Automating SAP HANA HA configuration with Ansible and Red Hat HA Add-On
High Availability for SAP HANA
High Availability is of the utmost importance mostly for production environments. In the case of a potential failure it will ensure that the systems remain accessible and the operations will continue while the issue is being resolved. If an outage occurs, there must be a robust system in place allowing a seamless failover to different hosts that will ensure the continuity of the service without the users, SAP jobs, etc., perceiving any disruption.
Automated failover of SAP HANA System Replication
The SAP HANA System Replication feature ensures that a HANA database is replicated in real-time to a different host (or a different group of hosts in a Scale-Out configuration), however, the failover process to the secondary host(s) is not automatic and needs manual intervention. If we want to automate this failover process so that the SAP Basis administrator can sleep at ease without fearing to be woken up in the middle of the night because the database is not available, we need to add a new layer on top of the SAP HANA System Replication. In this blog, we will see how to achieve this with the Red Hat Enterprise Linux High Availability Add-On that allows the creation of Pacemaker clusters for both the database and the application tiers. We will automate this cluster creation with Ansible.
Red Hat Enterprise Linux High Availability Add-On is accessible with the Red Hat Enterprise Linux for SAP Solutions subscription. The following scenarios are currently supported:
For SAP HANA Scale-Up implementations:
- Performance optimized. The database in the secondary node is an exact replica of the one in the primary node. The replication modes can be synchronous (if the secondary system has not acknowledged the persistent of the logs to disk after 30 seconds, the primary will resume its transactions), synchronous full sync (if the secondary system does not send an acknowledgement to the primary, this will not resume any transaction), synchronous in-memory (once the data is loaded in memory in the secondary node the primary resumes transactions without waiting till it is persisted to disk) and asynchronous.

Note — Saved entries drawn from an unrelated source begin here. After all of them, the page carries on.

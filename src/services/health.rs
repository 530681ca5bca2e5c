//! Health check HTTP server
//!
//! Liveness and readiness probes for process supervision plus a Prometheus
//! metrics endpoint.

use crate::engine::race_guard::WriterRole;
use crate::engine::scheduler::TickReport;
use crate::services::Metrics;
use axum::{extract::State, http::StatusCode, response::IntoResponse, routing::get, Json, Router};
use chrono::{DateTime, Utc};
use serde::{Deserialize, Serialize};
use std::net::SocketAddr;
use std::sync::atomic::{AtomicBool, Ordering};
use std::sync::Arc;
use tokio::sync::RwLock;
use tracing::info;

/// Health status for a component
#[derive(Debug, Clone, Copy, PartialEq, Eq, Serialize, Deserialize)]
#[serde(rename_all = "lowercase")]
pub enum HealthStatus {
    Healthy,
    Degraded,
    Unhealthy,
}

impl HealthStatus {
    pub fn is_healthy(&self) -> bool {
        matches!(self, HealthStatus::Healthy)
    }

    fn worst(self, other: HealthStatus) -> HealthStatus {
        match (self, other) {
            (HealthStatus::Unhealthy, _) | (_, HealthStatus::Unhealthy) => HealthStatus::Unhealthy,
            (HealthStatus::Degraded, _) | (_, HealthStatus::Degraded) => HealthStatus::Degraded,
            _ => HealthStatus::Healthy,
        }
    }
}

/// Component health check result
#[derive(Debug, Clone, Serialize, Deserialize)]
pub struct ComponentHealth {
    pub name: String,
    pub status: HealthStatus,
    #[serde(skip_serializing_if = "Option::is_none")]
    pub message: Option<String>,
    #[serde(skip_serializing_if = "Option::is_none")]
    pub last_check: Option<DateTime<Utc>>,
}

/// Overall system health response
#[derive(Debug, Clone, Serialize, Deserialize)]
pub struct HealthResponse {
    pub status: HealthStatus,
    pub timestamp: DateTime<Utc>,
    pub uptime_seconds: u64,
    pub role: String,
    pub components: Vec<ComponentHealth>,
}

/// Shared state for health server
pub struct HealthState {
    /// When the server started
    pub started_at: DateTime<Utc>,
    pub role: WriterRole,
    /// Is database connected
    pub db_connected: AtomicBool,
    /// Last database check timestamp
    pub last_db_check: RwLock<Option<DateTime<Utc>>>,
    /// Last completed scheduler tick
    pub last_tick: RwLock<Option<TickReport>>,
    /// Metrics reference
    pub metrics: Option<Arc<Metrics>>,
    /// Seconds without a tick before the scheduler counts as stalled
    pub tick_staleness_threshold: u64,
}

impl HealthState {
    pub fn new(role: WriterRole, tick_staleness_threshold: u64) -> Self {
        Self {
            started_at: Utc::now(),
            role,
            db_connected: AtomicBool::new(false),
            last_db_check: RwLock::new(None),
            last_tick: RwLock::new(None),
            metrics: None,
            tick_staleness_threshold,
        }
    }

    pub fn with_metrics(mut self, m: Arc<Metrics>) -> Self {
        self.metrics = Some(m);
        self
    }

    /// Record database check
    pub async fn record_db_check(&self, success: bool) {
        *self.last_db_check.write().await = Some(Utc::now());
        self.db_connected.store(success, Ordering::SeqCst);
    }

    pub async fn record_tick(&self, report: &TickReport) {
        *self.last_tick.write().await = Some(report.clone());
    }

    async fn scheduler_health(&self, now: DateTime<Utc>) -> ComponentHealth {
        let last = self.last_tick.read().await;
        let last_at = last.as_ref().and_then(|r| r.at);
        let uptime = (now - self.started_at).num_seconds().max(0) as u64;

        let (status, message) = match last.as_ref() {
            None if uptime <= self.tick_staleness_threshold => {
                (HealthStatus::Degraded, Some("No tick yet".to_string()))
            }
            None => (HealthStatus::Unhealthy, Some("Scheduler never ticked".to_string())),
            Some(report) => {
                let age = last_at
                    .map(|at| (now - at).num_seconds().max(0) as u64)
                    .unwrap_or(u64::MAX);
                if age > self.tick_staleness_threshold {
                    (
                        HealthStatus::Unhealthy,
                        Some(format!("Last tick {}s ago", age)),
                    )
                } else if report.candidates > 0 && report.processed == 0 && report.failed > 0 {
                    (
                        HealthStatus::Degraded,
                        Some(format!("All {} entities failed last tick", report.failed)),
                    )
                } else {
                    (HealthStatus::Healthy, None)
                }
            }
        };

        ComponentHealth {
            name: "scheduler".to_string(),
            status,
            message,
            last_check: last_at,
        }
    }

    /// Get overall health status
    pub async fn get_health(&self) -> HealthResponse {
        let now = Utc::now();
        let mut components = Vec::new();

        let db_connected = self.db_connected.load(Ordering::SeqCst);
        components.push(ComponentHealth {
            name: "database".to_string(),
            status: if db_connected {
                HealthStatus::Healthy
            } else {
                HealthStatus::Unhealthy
            },
            message: if db_connected {
                None
            } else {
                Some("Disconnected".to_string())
            },
            last_check: *self.last_db_check.read().await,
        });

        if self.role == WriterRole::Live {
            components.push(self.scheduler_health(now).await);
        }

        let status = components
            .iter()
            .fold(HealthStatus::Healthy, |acc, c| acc.worst(c.status));

        HealthResponse {
            status,
            timestamp: now,
            uptime_seconds: (now - self.started_at).num_seconds().max(0) as u64,
            role: self.role.to_string(),
            components,
        }
    }
}

/// Routes served by the health server
pub fn router(state: Arc<HealthState>) -> Router {
    Router::new()
        .route("/health", get(health_handler))
        .route("/healthz", get(liveness_handler))
        .route("/readyz", get(readiness_handler))
        .route("/metrics", get(metrics_handler))
        .with_state(state)
}

/// Health check server
pub struct HealthServer {
    state: Arc<HealthState>,
    port: u16,
}

impl HealthServer {
    pub fn new(state: Arc<HealthState>, port: u16) -> Self {
        Self { state, port }
    }

    /// Start the health server
    pub async fn run(&self) -> crate::Result<()> {
        let app = router(Arc::clone(&self.state));

        let addr = SocketAddr::from(([0, 0, 0, 0], self.port));
        info!("Starting health server on {}", addr);

        let listener = tokio::net::TcpListener::bind(addr).await?;
        axum::serve(listener, app)
            .await
            .map_err(|e| crate::SyncError::Internal(format!("Health server error: {}", e)))?;

        Ok(())
    }

    /// Get shared state for updating from other components
    pub fn state(&self) -> Arc<HealthState> {
        Arc::clone(&self.state)
    }
}

/// Full health check endpoint
async fn health_handler(State(state): State<Arc<HealthState>>) -> impl IntoResponse {
    let health = state.get_health().await;
    let status_code = match health.status {
        HealthStatus::Healthy | HealthStatus::Degraded => StatusCode::OK,
        HealthStatus::Unhealthy => StatusCode::SERVICE_UNAVAILABLE,
    };
    (status_code, Json(health))
}

/// Liveness probe - is the process alive?
async fn liveness_handler() -> impl IntoResponse {
    StatusCode::OK
}

/// Readiness probe
async fn readiness_handler(State(state): State<Arc<HealthState>>) -> impl IntoResponse {
    let health = state.get_health().await;
    match health.status {
        HealthStatus::Healthy | HealthStatus::Degraded => StatusCode::OK,
        HealthStatus::Unhealthy => StatusCode::SERVICE_UNAVAILABLE,
    }
}

/// Prometheus metrics endpoint
async fn metrics_handler(State(state): State<Arc<HealthState>>) -> impl IntoResponse {
    let health = state.get_health().await;
    let health_status = match health.status {
        HealthStatus::Healthy => 1,
        HealthStatus::Degraded => 0,
        HealthStatus::Unhealthy => -1,
    };
    let db_connected = u8::from(state.db_connected.load(Ordering::SeqCst));

    let mut body = format!(
        r#"# HELP fixture_sync_up Health status (1=healthy, 0=degraded, -1=unhealthy)
# TYPE fixture_sync_up gauge
fixture_sync_up {}

# HELP fixture_sync_uptime_seconds Uptime in seconds
# TYPE fixture_sync_uptime_seconds counter
fixture_sync_uptime_seconds {}

# HELP fixture_sync_database_connected Database connection status
# TYPE fixture_sync_database_connected gauge
fixture_sync_database_connected {}

"#,
        health_status, health.uptime_seconds, db_connected,
    );
    if let Some(m) = &state.metrics {
        body.push_str(&m.prometheus());
    }

    (
        StatusCode::OK,
        [("content-type", "text/plain; version=0.0.4")],
        body,
    )
}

- Active-Active. One of the features introduced by SAP HANA 2.0 is the possibility of having a System Replication scenario where the DB in the secondary node can serve requests. In this case, also 2 new IPs are needed for each of the DBs.
In SAP HANA Scale-Out implementations the performance-optimized scenario is supported with up to 32 nodes (a maximum of 15 SAP HANA instances per site + 1 cluster node for the ‘majority maker’).
Replication chains are also supported by the Red Hat High Availability Add-On:
- Multi-tier replication. The DB in the primary node is replicated to the one in the secondary node and this one is also replicating to another DB in a tertiary node. In this case, the tertiary node has to be outside of the Pacemaker cluster. This scenario is supported in both Scale-Up and Scale-Out implementations.
- Multi-target replication. The DB in the primary node is replicated to two different nodes at the same time. Only 2 of the DBs can be in the Pacemaker cluster. This scenario is supported in both Scale-Up and Scale-Out implementations.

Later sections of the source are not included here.